A propósito, vejam-se algumas recentes decisões da Corte de Contas nesse sentido:
“5. A utilização de pregão para a contratação de obras de engenharia afronta o disposto no art. 1º e em seu parágrafo único da Lei 10.520/2002
Auditoria no Fundo Nacional de Desenvolvimento da Educação – FNDE e no Município de Santo Antônio do Descoberto/GO apontou indícios de irregularidades no procedimento licitatório que tem por objeto a contratação das obras de construção de quadra esportiva coberta com palco na Escola Caminho da Luz, nessa localidade. Entre os supostos vícios, destaque-se a utilização da modalidade pregão, na sua forma eletrônica, para a realização da obra. Anotou a equipe de auditoria que, por se tratar de obra de engenharia, a modalidade pregão não poderia ter sido utilizada, tendo em vista o disposto no art. 1º e em seu parágrafo único da Lei 10.520/2002. Lembrou que o Tribunal já se manifestou sobre “a vedação de contratar obras e a permissão de contratar serviços comuns de engenharia mediante pregão”. Mencionou, ainda, voto condutor de deliberação do Tribunal que conceituou tais serviços: atividades em que o “emprego de mão-de-obra e equipamentos prepondera sobre a aplicação técnica” (Acórdão 2079/2007 – Plenário). Reproduziu, em seguida, o disposto na Súmula 257/2010 do TCU: "O uso do pregão nas contratações de serviços comuns de engenharia encontra amparo na Lei nº 10.520/2002". Acrescentou que objeto sob exame merece ser classificado como obra de engenharia, e não como serviço de engenharia, “visto que se trata de ação de construir uma quadra esportiva com estrutura de concreto armado e cobertura em estrutura metálica...”. Ressaltou, porém, o fato de já haver sido celebrado o respectivo contrato. O relator, por sua vez, ante “a baixa materialidade do contrato (R$ 453,4 mil)”, a falta de complexidade desse objeto e “a ausência de indícios de prejuízo aos licitantes”, considerou, em linha de consonância com a unidade técnica, suficiente adotar medida visando evitar a reincidência de vício dessa natureza. O Tribunal, então, decidiu dar ciência à Prefeitura Municipal de Santo Antônio do Descoberto/GO e ao FNDE sobre a: “9.1.2. utilização da modalidade licitatória denominada pregão, seja presencial ou eletrônico, para a contratação de obras de engenharia, em dissonância com os ditames estabelecidos pela Lei 10.520/2002 (art. 1º e seu parágrafo único)”. Precedente mencionado: Acórdão 2079/2007 – Plenário.” (Acórdão n.º 2312/2012-Plenário, TC-007.643/2012-8, rel. Min. José Jorge, 29.8.2012 – grifou-se)

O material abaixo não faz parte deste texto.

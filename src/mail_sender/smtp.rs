use async_trait::async_trait;
use lettre::transport::smtp::authentication::Credentials;
use lettre::transport::smtp::client::{Tls, TlsParameters};
use lettre::{AsyncSmtpTransport, AsyncTransport, Tokio1Executor};
use log::{debug, info};

use crate::error::TransportError;
use crate::mail_sender::builder::OutboundMessage;
use crate::settings::{SmtpSecurity, SmtpSettings};

/// Hands a finished message to a relay.
#[async_trait]
pub trait MailTransport: Send + Sync {
    /// All-or-nothing: either every envelope recipient was accepted in one
    /// transaction or an error describes why not.
    async fn deliver(&self, message: &OutboundMessage) -> Result<(), TransportError>;
}

/// STARTTLS is mandatory once configured; a relay that does not offer it
/// fails the send instead of falling back to plaintext.
fn tls_for(security: SmtpSecurity, server: &str) -> Result<Tls, lettre::transport::smtp::Error> {
    Ok(match security {
        SmtpSecurity::ImplicitTls => Tls::Wrapper(TlsParameters::new(server.to_string())?),
        SmtpSecurity::OpportunisticUpgrade => Tls::Required(TlsParameters::new(server.to_string())?),
        SmtpSecurity::Plaintext => Tls::None,
    })
}

/// Submission client. Opens a fresh connection for every message and
/// closes it when the transaction ends, successful or not.
pub struct SmtpSubmission {
    settings: SmtpSettings,
}

impl SmtpSubmission {
    pub fn new(settings: SmtpSettings) -> Self {
        Self { settings }
    }

    fn transport(&self) -> Result<AsyncSmtpTransport<Tokio1Executor>, TransportError> {
        let server = &self.settings.server;
        let setup_error = |e: lettre::transport::smtp::Error| TransportError::Setup {
            server: server.clone(),
            reason: e.to_string(),
        };

        let tls = tls_for(self.settings.security(), server).map_err(setup_error)?;
        let mut builder = AsyncSmtpTransport::<Tokio1Executor>::builder_dangerous(server.as_str())
            .port(self.settings.port)
            .tls(tls);
        if !self.settings.username.is_empty() {
            builder = builder.credentials(Credentials::new(
                self.settings.username.clone(),
                self.settings.password.expose().to_string(),
            ));
        }
        Ok(builder.build())
    }
}

#[async_trait]
impl MailTransport for SmtpSubmission {
    async fn deliver(&self, message: &OutboundMessage) -> Result<(), TransportError> {
        let transport = self.transport()?;
        debug!(
            "-- submitting from {} to {}:{} ({:?})",
            message.sender(),
            self.settings.server,
            self.settings.port,
            self.settings.security()
        );

        let response = transport
            .send(message.as_lettre().clone())
            .await
            .map_err(|e| TransportError::Delivery(e.to_string()))?;

        info!(
            "-- relay accepted message for {} recipient(s): {}",
            message.recipients().len(),
            response.code()
        );
        Ok(())
    }
}
//! The three user-facing operations.
//!
//! Every call returns a [`ResultEnvelope`]; protocol, parsing and
//! validation failures never escape as errors past this layer.

use std::fmt::Display;
use std::path::PathBuf;

use log::{debug, error, info};
use serde::{Deserialize, Serialize};

use crate::error::{AddressRole, MailboxError, SendError, ValidationError};
use crate::mail_reader::imap::{self, MailboxSession, SearchCriterion};
use crate::mail_reader::pop3::{self, SequentialMailbox};
use crate::mail_reader::Inbox;
use crate::mail_sender::address::{format_address, validate, validate_all, Address};
use crate::mail_sender::builder::{build_message, BodyKind, Draft, Sender};
use crate::mail_sender::smtp::{MailTransport, SmtpSubmission};
use crate::settings::{EmailSettings, ImapSettings, Pop3Settings, Settings};

pub const DEFAULT_MAILBOX: &str = "INBOX";
pub const DEFAULT_LIMIT: usize = 10;

#[derive(Debug, Clone, PartialEq, Eq, Serialize)]
#[serde(tag = "status", rename_all = "snake_case")]
pub enum ResultEnvelope<T> {
    Success(T),
    Error { message: String },
}

impl<T> ResultEnvelope<T> {
    pub fn error(message: impl Into<String>) -> Self {
        ResultEnvelope::Error {
            message: message.into(),
        }
    }

    pub fn is_success(&self) -> bool {
        matches!(self, ResultEnvelope::Success(_))
    }
}

/// What was sent. `cc`/`bcc` echo the normalized lists when the caller
/// supplied them.
#[derive(Debug, Clone, PartialEq, Eq, Serialize)]
pub struct SendReport {
    pub recipient: String,
    pub subject: String,
    pub cc: Option<Vec<String>>,
    pub bcc: Option<Vec<String>>,
    pub attachments: usize,
}

#[derive(Debug, Clone, Default, Deserialize)]
pub struct SendRequest {
    pub recipient: String,
    pub subject: String,
    pub body: String,
    #[serde(default)]
    pub attachments: Option<Vec<PathBuf>>,
    #[serde(default)]
    pub cc: Option<Vec<String>>,
    #[serde(default)]
    pub bcc: Option<Vec<String>>,
    #[serde(default)]
    pub is_html: bool,
    #[serde(default)]
    pub from_email: Option<String>,
    #[serde(default)]
    pub from_name: Option<String>,
}

#[derive(Debug, Clone, PartialEq, Eq, Deserialize)]
pub struct ImapRequest {
    #[serde(default = "default_mailbox")]
    pub mailbox: String,
    #[serde(default = "default_limit")]
    pub limit: usize,
    #[serde(default)]
    pub unread_only: bool,
}

impl Default for ImapRequest {
    fn default() -> Self {
        ImapRequest {
            mailbox: default_mailbox(),
            limit: DEFAULT_LIMIT,
            unread_only: false,
        }
    }
}

#[derive(Debug, Clone, PartialEq, Eq, Deserialize)]
pub struct Pop3Request {
    #[serde(default = "default_limit")]
    pub limit: usize,
}

impl Default for Pop3Request {
    fn default() -> Self {
        Pop3Request {
            limit: DEFAULT_LIMIT,
        }
    }
}

fn default_mailbox() -> String {
    DEFAULT_MAILBOX.to_string()
}

fn default_limit() -> usize {
    DEFAULT_LIMIT
}

fn validated(raw: &str, role: AddressRole) -> Result<Address, ValidationError> {
    validate(raw).map_err(|source| ValidationError { role, source })
}

// The first rejected entry fails the whole list
fn validated_list(raw: Option<&[String]>, role: AddressRole) -> Result<Vec<Address>, ValidationError> {
    let (valid, invalid) = validate_all(raw.unwrap_or_default());
    match invalid.into_iter().next() {
        Some(source) => Err(ValidationError { role, source }),
        None => Ok(valid),
    }
}

fn as_strings(addresses: &[Address]) -> Vec<String> {
    addresses.iter().map(ToString::to_string).collect()
}

pub struct EmailSender<T: MailTransport = SmtpSubmission> {
    transport: T,
    email: EmailSettings,
}

impl EmailSender<SmtpSubmission> {
    pub fn from_settings(settings: &Settings) -> Self {
        EmailSender::new(
            SmtpSubmission::new(settings.smtp.clone()),
            settings.email.clone(),
        )
    }
}

impl<T: MailTransport> EmailSender<T> {
    pub fn new(transport: T, email: EmailSettings) -> Self {
        EmailSender { transport, email }
    }

    #[cfg(test)]
    pub fn transport(&self) -> &T {
        &self.transport
    }

    pub async fn send_email(&self, request: &SendRequest) -> ResultEnvelope<SendReport> {
        match self.try_send(request).await {
            Ok(report) => ResultEnvelope::Success(report),
            Err(e) => {
                error!("Error sending email to {}: {}", request.recipient, e);
                ResultEnvelope::error(e.to_string())
            }
        }
    }

    /// Validation and attachment loading both happen before the transport
    /// is touched.
    pub async fn try_send(&self, request: &SendRequest) -> Result<SendReport, SendError> {
        let recipient = validated(&request.recipient, AddressRole::Recipient)?;
        let cc = validated_list(request.cc.as_deref(), AddressRole::Cc)?;
        let bcc = validated_list(request.bcc.as_deref(), AddressRole::Bcc)?;

        // Blank overrides mean "use the configured default"
        let from_email = request
            .from_email
            .as_deref()
            .filter(|s| !s.trim().is_empty())
            .unwrap_or(&self.email.default_from_email);
        if from_email.trim().is_empty() {
            return Err(SendError::MissingSender);
        }
        let sender = Sender {
            address: validated(from_email, AddressRole::Sender)?,
            name: request
                .from_name
                .as_deref()
                .filter(|name| !name.trim().is_empty())
                .or(Some(self.email.default_from_name.as_str()))
                .filter(|name| !name.is_empty())
                .map(str::to_string),
        };

        debug!(
            "Sending as {}",
            format_address(sender.address.as_str(), sender.name.as_deref())
        );

        let attachments = request.attachments.as_deref().unwrap_or_default();
        let message = build_message(
            Draft {
                sender,
                recipient: recipient.clone(),
                cc: cc.clone(),
                bcc: bcc.clone(),
                subject: &request.subject,
                body: &request.body,
                kind: if request.is_html {
                    BodyKind::Html
                } else {
                    BodyKind::Plain
                },
                attachments,
            },
            self.email.max_attachment_bytes(),
        )?;

        self.transport.deliver(&message).await?;
        info!(
            "Email sent to {} ({} cc, {} bcc, {} attachment(s), {} bytes attached)",
            recipient,
            cc.len(),
            bcc.len(),
            message.attachments().len(),
            message.attachments().iter().map(|a| a.size).sum::<usize>()
        );

        Ok(SendReport {
            recipient: recipient.to_string(),
            subject: request.subject.clone(),
            cc: request.cc.as_ref().map(|_| as_strings(&cc)),
            bcc: request.bcc.as_ref().map(|_| as_strings(&bcc)),
            attachments: message.attachments().len(),
        })
    }
}

fn inbox_envelope<E: Display>(result: Result<Inbox, E>, protocol: &str) -> ResultEnvelope<Inbox> {
    match result {
        Ok(inbox) => {
            info!(
                "Retrieved {} email(s) via {} ({} skipped)",
                inbox.count,
                protocol,
                inbox.skipped.len()
            );
            ResultEnvelope::Success(inbox)
        }
        Err(e) => {
            error!("Error receiving emails via {}: {}", protocol, e);
            ResultEnvelope::error(format!("Failed to receive emails via {}: {}", protocol, e))
        }
    }
}

/// Reads from the configured IMAP and POP3 servers, one connection per call.
pub struct EmailReceiver {
    imap: ImapSettings,
    pop3: Pop3Settings,
}

impl EmailReceiver {
    pub fn new(imap: ImapSettings, pop3: Pop3Settings) -> Self {
        EmailReceiver { imap, pop3 }
    }

    pub fn from_settings(settings: &Settings) -> Self {
        EmailReceiver::new(settings.imap.clone(), settings.pop3.clone())
    }

    pub async fn receive_emails_imap(&self, request: &ImapRequest) -> ResultEnvelope<Inbox> {
        match imap::open_session(&self.imap).await {
            Ok(mut session) => receive_from_session(session.as_mut(), request).await,
            Err(e) => inbox_envelope(Err(e), "IMAP"),
        }
    }

    /// The POP3 client blocks, so it runs on tokio's blocking pool.
    pub async fn receive_emails_pop3(&self, request: &Pop3Request) -> ResultEnvelope<Inbox> {
        let settings = self.pop3.clone();
        let request = request.clone();
        tokio::task::spawn_blocking(move || match pop3::open_session(&settings) {
            Ok(mut mailbox) => receive_from_mailbox(mailbox.as_mut(), &request),
            Err(e) => inbox_envelope(Err(e), "POP3"),
        })
        .await
        .unwrap_or_else(|e| inbox_envelope(Err(MailboxError::Worker(e.to_string())), "POP3"))
    }
}

/// Runs an IMAP receive against an already authenticated session.
pub async fn receive_from_session(
    session: &mut dyn MailboxSession,
    request: &ImapRequest,
) -> ResultEnvelope<Inbox> {
    let criterion = SearchCriterion::from_unread_only(request.unread_only);
    let result = imap::fetch_recent(session, &request.mailbox, criterion, request.limit).await;
    inbox_envelope(result, "IMAP")
}

/// Runs a POP3 receive against an already authenticated mailbox.
pub fn receive_from_mailbox(mailbox: &mut dyn SequentialMailbox, request: &Pop3Request) -> ResultEnvelope<Inbox> {
    inbox_envelope(pop3::fetch_recent(mailbox, request.limit), "POP3")
}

“5. É descabido o uso do pregão para trabalho eminentemente intelectivo e complexo
Na mesma auditoria em que foi avaliado processo de licitação realizado pelo Estado do Mato Grosso para a construção do novo hospital da Universidade Federal do Mato Grosso – (UFMT), em Cuiabá/MT, o TCU anotou a ocorrência do uso do pregão, para contratação dos projetos executivos, o que seria, para o relator, clara irregularidade, a qual afrontaria disposição legal e jurisprudência pacífica do Tribunal, no sentido de que a Lei 10.520/2002 admitiria a realização de pregão para a contratação de serviços de engenharia desde que comuns, ou seja, somente se possuírem padrões de desempenho e qualidade que possam ser objetivamente definidos no edital, por meio de especificações usuais no mercado. Na espécie, então, isso não seria possível, já que, a elaboração de projeto executivo para empreendimento da complexidade de um hospital com mais de 200 leitos não poderia ser classificada como serviço comum, ainda consoante o relator, o qual registrou que isto seria “trabalho eminentemente intelectivo e complexo, que não se coaduna com a modalidade licitatória utilizada”. Entretanto, apesar da afronta legal, o relator registrou que os contratos decorrentes do pregão estariam encerrados, não havendo sido indicadas falhas de maior gravidade nos projetos contratados. Diante de tais atenuantes, a relatora houve por bem apenas encaminhar alerta a respeito desta e de outras irregularidades observadas, de modo a evitar que venham a se repetir em futuras licitações a serem realizadas pelo Governo do Estado do Mato Grosso, sem prejuízo de que as obras do novo hospital fossem acompanhadas pelo Tribunal, em face da materialidade e da relevância do empreendimento, o que contou com a anuência do Plenário.” (Acórdão n.º 2760/2012-Plenário, TC-014.017/2012-1, rel. Min. Ana Arraes, 10.10.2012 – grifou-se)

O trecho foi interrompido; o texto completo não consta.